成年後見制度を申し立てる裁判所はご本人の住所地を管轄する家庭裁判所になります。また、1度成年後見制度の申し立てを行うと申し立ての取り下げには家庭裁判所の許可が必要になりますので注意が必要です。家庭裁判所は取り下げの理由やご本人の状態を検討して取り下げを認めるかの判断をいたします。
また、申立人が希望する後見人が選任されなかったという理由での取り下げは原則として認められません。
申し立てを受けた家庭裁判所は、申立人やご本人、後見人の候補者などから事情を聴いて、ご本人について後見を開始する必要があるか、また誰を後見人にするかの判断をいたします。
家庭裁判所の審判書が後見人に届いてから2週間以内に不服申し立てがない場合は後見開始の審判が確定いたします。
審判の確定後は家庭裁判所から法務局に審判内容の登記が依頼されます。選任された後見人は法務局で登記事項証明書を取得して金融機関などで必要な届け出や手続きをいたします。
次に後見人の役割りについてですが、たとえ後見人がご本人の親族であってもご本人の財産をご本人以外のために使うことはできません。また、後見人の仕事はご本人の財産管理や契約などの法律行為に限られていて身の回りの世話などは後見人の仕事ではありません。ですから弁護士や司法書士といった専門職が後見人に選ばれた場合でも他の親族と連携を取りながらご本人を支えていく必要があります。
後見人は定期的に家庭裁判所に定期的に報告する義務があり、また家庭裁判所の指示や指導を受けることになります。また、後見監督人が選任されている場合はその指示や指導に従うことになります。
成年後見制度のメリットとデメリットについて司法書士が解説します。
成年後見人に選ばれると、本人名義の通帳やキャッシュカードは成年後見人が管理し、入出金や振込み作業などを行うことができます。また、銀行によっては成年後見人名義のキャッシュカードを発行してくれるところもあるため生活資金の管理がスムーズになります。
次のメリットは、訪問販売で不要な健康食品を大量に買ってしまった場合やリフォーム詐欺の契約をしてしまった場合などは、成年後見人がついていれば、その成年後見人が本人の代わりに契約を取り消したり、代金の返還を請求したりすることができます。
最後のメリットが同居をしている親族がご本人の年金や預貯金を使い込んでいる場合などは、成年後見人がつくことでその使い込みを阻止することができます。
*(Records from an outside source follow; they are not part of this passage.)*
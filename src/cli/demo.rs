use anyhow::{Context, Result};
use log::info;
use std::path::PathBuf;
use std::sync::Arc;

use finalstate::event::{EventHeader, EVENT_PLANE_UNSET};
use finalstate::particle::{Hadron, Parton, PartonShower};
use finalstate::registry;
use finalstate::writer::{EventWriter, WriterConfig};

/// Write a deterministic mock event stream through a registered writer.
pub fn run(
    output: PathBuf,
    writer_name: &str,
    events: u64,
    config: Option<PathBuf>,
) -> Result<()> {
    let config = match config {
        Some(path) => WriterConfig::from_toml_file(&path)
            .with_context(|| format!("Failed to load config file: {}", path.display()))?,
        None => WriterConfig::default(),
    };

    let Some(mut writer) = registry::create(writer_name, &output, config) else {
        anyhow::bail!(
            "Unknown writer '{}'; registered writers: {}",
            writer_name,
            registry::WRITERS
                .iter()
                .map(|registration| registration.name)
                .collect::<Vec<_>>()
                .join(", ")
        );
    };

    info!("finalstate demo");
    info!("===============");
    info!("Writer: {}", writer_name);
    info!("Output: {}", output.display());
    info!("Events: {}", events);

    writer.init(true).context("Failed to open output sink")?;

    for event in 0..events {
        let (header, shower, hadrons) = mock_event(event);
        writer.set_header(header);

        // Feed both record streams; the writer buffers the kind it records.
        writer.write_shower(&Arc::downgrade(&shower));
        for hadron in &hadrons {
            writer.write_hadron(&Arc::downgrade(hadron));
        }

        writer.exec();
        writer
            .write_event()
            .with_context(|| format!("Failed to write event {}", event + 1))?;
    }

    let stats = writer.close().context("Failed to close writer")?;
    info!("Demo complete!");
    info!("  {}", stats);

    let file_size = std::fs::metadata(&output).map(|m| m.len()).unwrap_or(0);
    info!("  File size: {} bytes", file_size);

    Ok(())
}

/// Build one mock event: header, a small parton shower, and a hadron burst.
///
/// Kinematics are simple closed-form functions of the event index so runs
/// are reproducible.
fn mock_event(event: u64) -> (EventHeader, Arc<PartonShower>, Vec<Arc<Hadron>>) {
    let phase = event as f64;

    let header = EventHeader {
        event_weight: 1.0 / (1.0 + phase),
        event_plane_angle: if event % 2 == 0 {
            EVENT_PLANE_UNSET
        } else {
            0.1 * phase
        },
        vertex_x: 0.05 * phase.cos(),
        vertex_y: 0.05 * phase.sin(),
        vertex_z: 0.0,
        pt_hat: 20.0 + 5.0 * phase,
        sigma_gen: 5.2,
        sigma_err: 0.1,
    };

    let mut shower = PartonShower::new();
    // One intermediate gluon that branches into two final-state quarks.
    shower.add_parton(
        Parton::new(21, 0, 30.0 + phase, 0.0, 0.0, 30.0 + phase),
        false,
    );
    shower.add_parton(
        Parton::new(1, 0, 16.0, 4.0 * phase.cos(), 4.0 * phase.sin(), 15.0),
        true,
    );
    shower.add_parton(
        Parton::new(-1, 0, 14.0, -4.0 * phase.cos(), -4.0 * phase.sin(), 13.0),
        true,
    );

    let hadrons: Vec<Arc<Hadron>> = (0..4)
        .map(|i| {
            let angle = phase + f64::from(i);
            let pid = if i % 2 == 0 { 211 } else { -211 };
            Arc::new(Hadron::new(
                pid,
                0,
                2.0 + f64::from(i),
                angle.cos(),
                angle.sin(),
                0.5 * f64::from(i),
            ))
        })
        .collect();

    (header, Arc::new(shower), hadrons)
}
//! Output backends for the final-state writers.
//!
//! A [`Sink`] is the capability the writer needs from its backend: append
//! text, release once. The two concrete encodings carry byte-identical text;
//! the writer is oblivious to which one is in use.

use std::fs::File;
use std::io::{self, BufWriter, Write};
use std::path::Path;

use flate2::write::GzEncoder;
use flate2::Compression;

/// Capability required of an output backend.
pub trait Sink {
    /// Open the backing resource at `path`.
    fn create(path: &Path) -> io::Result<Self>
    where
        Self: Sized;

    /// Append `text` verbatim.
    fn append(&mut self, text: &str) -> io::Result<()>;

    /// Flush and release the backing resource. Called at most once, at close.
    fn finish(&mut self) -> io::Result<()>;
}

/// Plain text file sink.
pub struct PlainSink {
    inner: BufWriter<File>,
}

impl Sink for PlainSink {
    fn create(path: &Path) -> io::Result<Self> {
        Ok(Self {
            inner: BufWriter::new(File::create(path)?),
        })
    }

    fn append(&mut self, text: &str) -> io::Result<()> {
        self.inner.write_all(text.as_bytes())
    }

    fn finish(&mut self) -> io::Result<()> {
        self.inner.flush()
    }
}

/// Gzip-compressed text file sink. Same text content as [`PlainSink`].
pub struct GzipSink {
    inner: GzEncoder<BufWriter<File>>,
}

impl Sink for GzipSink {
    fn create(path: &Path) -> io::Result<Self> {
        Ok(Self {
            inner: GzEncoder::new(
                BufWriter::new(File::create(path)?),
                Compression::default(),
            ),
        })
    }

    fn append(&mut self, text: &str) -> io::Result<()> {
        self.inner.write_all(text.as_bytes())
    }

    fn finish(&mut self) -> io::Result<()> {
        // Writes the gzip trailer, then pushes everything to disk.
        self.inner.try_finish()?;
        self.inner.get_mut().flush()
    }
}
次に、ここからが成年後見制度のデメリットになります。
成年後見制度の最大のデメリットはご本人の判断能力が亡くなってから成年後見制度が使えることと、ご本人が亡くなることで成年後見制度が終了することです。要するに成年後見制度はご本人が健在な時には利用できないことと、ご本人が亡くなった後にご本人に代わって相続財産の分配などを行うことができないことです。なお、亡くなってからのご本人の意思は遺言書によることになります。
この点で、家族信託ではご本人が健在のときから家族信託契約が可能ですし、ご本人が亡くなった後も家族信託契約で十分にフォローすることができます。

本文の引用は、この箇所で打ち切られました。